De la productivité bureaucratique

2/3 des activités privées des pays développés étant des activités de services et la majorité de ces services se déroulant en bureaux, plus de la moitié des activités humaines appartient au phénomène bureaucratique. Chacun à son bureau, pour produire raisonnements complexes, études, projets, présentations, rapport, dossiers, agenda, rendez-vous.

Le bureau est définitivement le grand outil universel des sociétés de services, plus encore dans les sociétés de l’information, où l’ordinateur a remplacé une bonne partie de la paperasse et des outils qui figuraient sur les bureaux anciens.

La question de la productivité bureaucratique se pose, dans cet environnement.
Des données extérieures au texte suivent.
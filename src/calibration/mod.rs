//! Self-calibration: the correction table, phase reconciliation, the
//! least-squares backend, and the scripted-motion fit runner (spec.md §4.4-§4.8).

mod lstsq;
mod phase;
mod runner;
mod table;

pub use lstsq::lstsq;
pub use phase::{PhaseAligner, PhaseState};
pub use runner::{CalibrationReport, CalibrationRunner};
pub use table::{CalibrationTable, BUCKETS, BUCKET_SIZE};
Elle se pose économiquement, elle se pose organisationnellement, elle se pose informatiquement (informationnistiquement même, au sens où le contenu même de l’information influe sur la structure des activités), elle se pose humainement, elle se pose même en termes d’architecture d’intérieur.

La pensée économique commune hypostasie les gains de productivité dans les usines, comme les physiocrates la pensaient sur la matière agricole. Or, la question de la productivité dans les bureaucratie se pose et interroge avec elle tout un ensemble de phénomènes sociaux, économiques, représentationnels et même environnementaux.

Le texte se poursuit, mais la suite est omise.